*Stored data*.
↓
//! Progress tracking for image pull and push
//!
//! The daemon reports a pull or push as a stream of per-layer status messages. The
//! [`TransferProgress`] aggregator folds those messages into a percentage-complete
//! estimate, and [`ProgressBar`] renders it on a single terminal line.

use crate::error::{FleetError, Result};
use crate::logging::Logger;
use serde::Deserialize;
use std::collections::HashSet;

/// Direction of an image transfer
#[derive(Debug, Clone, Copy, PartialEq, Eq)]
pub enum TransferKind {
    Pull,
    Push,
}

impl TransferKind {
    /// Statuses meaning a layer needs no further transfer
    pub fn terminal_statuses(&self) -> &'static [&'static str] {
        match self {
            TransferKind::Pull => &["Already exists", "Pull complete"],
            TransferKind::Push => &["Layer already exists", "Pushed"],
        }
    }

    pub fn is_terminal(&self, status: &str) -> bool {
        self.terminal_statuses().contains(&status)
    }

    pub fn label(&self) -> &'static str {
        match self {
            TransferKind::Pull => "Pulling",
            TransferKind::Push => "Pushing",
        }
    }
}

/// One decoded status message from a pull or push stream
#[derive(Debug, Clone, Default, PartialEq, Eq, Deserialize)]
pub struct LayerEvent {
    #[serde(rename = "id", default)]
    pub layer_id: Option<String>,
    #[serde(default)]
    pub status: Option<String>,
}

impl LayerEvent {
    pub fn new(layer_id: impl Into<String>, status: impl Into<String>) -> Self {
        Self {
            layer_id: Some(layer_id.into()),
            status: Some(status.into()),
        }
    }

    /// Decode one JSON status line as emitted by the daemon.
    ///
    /// A line carrying an `error` field ends the transfer and becomes
    /// [`FleetError::Stream`].
    pub fn from_json_line(line: &str) -> Result<Self> {
        let line: StatusLine = serde_json::from_str(line)?;
        match line.error {
            Some(message) => Err(FleetError::Stream(message)),
            None => Ok(line.event),
        }
    }
}

#[derive(Deserialize)]
struct StatusLine {
    #[serde(flatten)]
    event: LayerEvent,
    #[serde(default)]
    error: Option<String>,
}

/// Layers seen and completed during one transfer
#[derive(Debug, Clone)]
pub struct TransferProgress {
    kind: TransferKind,
    seen: HashSet<String>,
    completed: HashSet<String>,
}

impl TransferProgress {
    pub fn new(kind: TransferKind) -> Self {
        Self {
            kind,
            seen: HashSet::new(),
            completed: HashSet::new(),
        }
    }

    /// Fold one event into the state.
    ///
    /// Returns `None` for events that lack a layer id or a status; those leave the
    /// state untouched. The percentage is a snapshot and may drop when new layers
    /// show up after others have completed.
    pub fn process(&mut self, event: &LayerEvent) -> Option<f64> {
        let (Some(layer_id), Some(status)) = (&event.layer_id, &event.status) else {
            return None;
        };

        self.seen.insert(layer_id.clone());
        if self.kind.is_terminal(status) {
            self.completed.insert(layer_id.clone());
        }

        Some(self.percentage())
    }

    pub fn percentage(&self) -> f64 {
        let ratio = self.completed.len() as f64 / (self.seen.len().max(1)) as f64;
        ratio.clamp(0.0, 1.0) * 100.0
    }

    pub fn seen(&self) -> &HashSet<String> {
        &self.seen
    }

    pub fn completed(&self) -> &HashSet<String> {
        &self.completed
    }
}

/// Single-line textual progress indicator
pub struct ProgressBar {
    label: String,
    logger: Logger,
    last: Option<f64>,
}

impl ProgressBar {
    pub fn new(label: impl Into<String>, logger: Logger) -> Self {
        Self {
            label: label.into(),
            logger,
            last: None,
        }
    }

    pub fn update(&mut self, percentage: f64) {
        // Redraw only when the shown value changes
        let rounded = (percentage * 10.0).round() / 10.0;
        if self.last != Some(rounded) {
            self.logger.progress_bar(&self.label, rounded);
            self.last = Some(rounded);
        }
    }

    /// Always shows 100%, whatever the last computed value was
    pub fn done(self) {
        self.logger.progress_done(&self.label);
    }

    pub fn last(&self) -> Option<f64> {
        self.last
    }
}
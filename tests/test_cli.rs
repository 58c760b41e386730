mod common;

use common::daemon;
use tokio::process::Command;

async fn git_workdir() -> tempfile::TempDir {
    let workdir = tempfile::tempdir().unwrap();
    let status = Command::new("git")
        .args(["init", "-q"])
        .arg(workdir.path())
        .status()
        .await
        .unwrap();
    assert!(status.success());
    workdir
}

#[tokio::test]
async fn test_clean_exits_on_unsupported_architecture() {
    let daemon = daemon::start(vec![
        ("/_ping", "OK".to_string()),
        ("/info", r#"{"Name":"robot1","Architecture":"sparc64","NCPU":2}"#.to_string()),
    ])
    .await;
    let workdir = git_workdir().await;

    let output = Command::new(env!("CARGO_BIN_EXE_fleet-docker"))
        .args(["clean", "-H", &daemon.address, "-C"])
        .arg(workdir.path())
        .env_remove("DOCKER_REGISTRY")
        .output()
        .await
        .unwrap();

    assert_eq!(output.status.code(), Some(1));
    let stderr = String::from_utf8_lossy(&output.stderr);
    assert!(stderr.contains("Architecture sparc64 not supported!"), "{stderr}");
    assert!(daemon.request_for("/images").is_none());
}

#[tokio::test]
async fn test_clean_with_known_architecture_succeeds() {
    let daemon = daemon::start(vec![
        ("/_ping", "OK".to_string()),
        ("/info", r#"{"Name":"robot1","Architecture":"aarch64","NCPU":4}"#.to_string()),
        ("/images/json", "[]".to_string()),
    ])
    .await;
    let workdir = git_workdir().await;

    let output = Command::new(env!("CARGO_BIN_EXE_fleet-docker"))
        .args(["clean", "-H", &daemon.address, "-C"])
        .arg(workdir.path())
        .env_remove("DOCKER_REGISTRY")
        .output()
        .await
        .unwrap();

    assert_eq!(output.status.code(), Some(0), "{}", String::from_utf8_lossy(&output.stderr));
    let lookup = daemon.request_for("/images/json").unwrap();
    assert!(lookup.lines().next().unwrap().contains("arm64v8"));
}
↑
*WHAT IS NEEDED*. How many lines in the records above contain the word "Deserialize"? Answer with the number alone.

*RESPONSE AREA*. 3